19    Mrs Stolyar submitted that this was one of several transactions that demonstrate that there were significant funds paid into the NAB Loan Account and that she should not have to address every single movement in that account to demonstrate the intermingling of funds. She submitted that the Trustee is ignoring every payment made into the NAB Loan Account to reduce Mrs Stolyar’s indebtedness and relies only on those that suit his case.

20    Insofar as the Trustee relies on the drawing of $3,211,677.75 from the NAB Loan Account on 3 December 2020 (December 2020 redraw), Mrs Stolyar does not accept that the sole reason for drawing those funds was to obtain a benefit for herself by purchasing the Longworth Avenue Property. Mrs Stolyar submitted that she had repaid the original borrowing used to fund the purchase of the Campbell Parade Property from her own funds prior to 2020. She submitted that the state of the NAB Loan Account as at 2020, which required those funds to be obtained by a redraw, as opposed to a draw from credit funds, was because of the lengthy, complex history of the account with money of both parties being paid in and out where some payments were the subject of findings in Stolyar (No 1) and some were unexplained and not the subject of prior examination.

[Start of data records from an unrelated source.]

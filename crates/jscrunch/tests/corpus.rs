//! End-to-end runs over realistic source, plus pinned small samples.

use jscrunch::minify;

const SOURCE: &str = r#"// Bootstraps the gallery page.
const GALLERY = document.querySelector('#gallery');

function render(items) {
  /* Render each item.
     Older browsers get the fallback. */
  let html = '';
  for (const item of items) {
    html += '<li>' + item.name + '</li>';
  }
  GALLERY.innerHTML = html;
  return html;
}

const slug = name => name.toLowerCase().replace(/\s+/g, '-');
"#;

const EXPECTED: &str = "const GALLERY=document.querySelector('#gallery');\
function render(items){let html='';\
for(const item of items){html+='<li>'+item.name+'</li>';}\
GALLERY.innerHTML=html;return html;}\
const slug=name=>name.toLowerCase().replace(/\\s+/g,'-');";

#[test]
fn gallery_module_minifies() {
    let out = minify(SOURCE);
    assert_eq!(out.text, EXPECTED);
    assert!(out.ended_cleanly);
    assert!(out.text.len() < SOURCE.len());
}

#[test]
fn gallery_module_is_a_fixed_point() {
    let once = minify(SOURCE);
    let twice = minify(&once.text);
    assert_eq!(twice.text, once.text);
    assert!(twice.ended_cleanly);
}

#[test]
fn small_samples() {
    insta::assert_snapshot!(
        minify("let x = 1; // note\nlet y = 2;").text,
        @"let x=1;let y=2;"
    );
    insta::assert_snapshot!(minify("a /* gap */ b").text, @"a b");
    insta::assert_snapshot!(minify("const re = /a|b/gi;").text, @"const re=/a|b/gi;");
    insta::assert_snapshot!(
        minify("if (ok)  {\n  go( ) ;\n}").text,
        @"if(ok){go();}"
    );
}
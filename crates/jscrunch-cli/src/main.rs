//! `jscrunch` — minify built JavaScript assets in place.
//!
//! Walks a build-output directory, minifies every matching file with the
//! core engine, overwrites it, and reports the byte savings per file. Only
//! I/O failures are hard errors; a file that ends inside an unterminated
//! construct is rewritten best-effort and logged as a warning.

use std::path::PathBuf;

use anyhow::Result;
use clap::Parser;
use tracing::warn;

mod driver;

#[derive(Debug, Parser)]
#[command(name = "jscrunch", version, about)]
struct Args {
    /// Directory to scan for files to minify.
    #[arg(default_value = "build")]
    root: PathBuf,

    /// File extension to match.
    #[arg(long, default_value = "js")]
    ext: String,

    /// Report savings without rewriting any file.
    #[arg(long)]
    dry_run: bool,
}

fn main() -> Result<()> {
    init_tracing();
    let args = Args::parse();

    if !args.root.is_dir() {
        println!("no {} directory found", args.root.display());
        return Ok(());
    }

    let reports = driver::run(&args.root, &args.ext, args.dry_run)?;
    if reports.is_empty() {
        println!("no .{} files found under {}", args.ext, args.root.display());
        return Ok(());
    }

    let mut original = 0u64;
    let mut minified = 0u64;
    for report in &reports {
        if !report.ended_cleanly {
            warn!(
                path = %report.path.display(),
                "scan ended inside an unterminated construct; output may be truncated"
            );
        }
        println!(
            "✓ {}: {} → {} bytes ({:.2}% reduction)",
            report.path.display(),
            report.original_bytes,
            report.minified_bytes,
            report.savings()
        );
        original += report.original_bytes as u64;
        minified += report.minified_bytes as u64;
    }

    #[allow(clippy::cast_precision_loss)]
    let total = if original == 0 {
        0.0
    } else {
        (1.0 - minified as f64 / original as f64) * 100.0
    };
    println!(
        "{} file(s): {original} → {minified} bytes ({total:.2}% reduction)",
        reports.len()
    );
    Ok(())
}

/// Initialise the subscriber only when `RUST_LOG` is set, so the default
/// path carries no formatting overhead.
fn init_tracing() {
    if std::env::var_os("RUST_LOG").is_some() {
        tracing_subscriber::fmt()
            .with_env_filter(tracing_subscriber::EnvFilter::from_default_env())
            .init();
    }
}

21    Mrs Stolyar submitted that, but for the history of intermingled transactions, she would have been able to fund the purchase of the Longworth Avenue Property from her own resources. She was not in that position because of the complete history of the NAB Loan Account and thus the Court could not simply attribute the borrowing in that account to her account when the reason why she was “negative $3.2 million” was not because of the purchase of the Longworth Avenue Property but because she entered into each of those transactions which were not solely for her benefit but also for the benefit and on behalf of the bankrupts.

Consideration

22    The question for resolution is whether Mrs Stolyar alone, or the Trustee and Mrs Stolyar in their respective ownership shares of the Campbell Parade Property as found in Stolyar (No 1), should bear the burden of the Discharge Sum as against their respective shares in the Campbell Parade Property proceeds of sale.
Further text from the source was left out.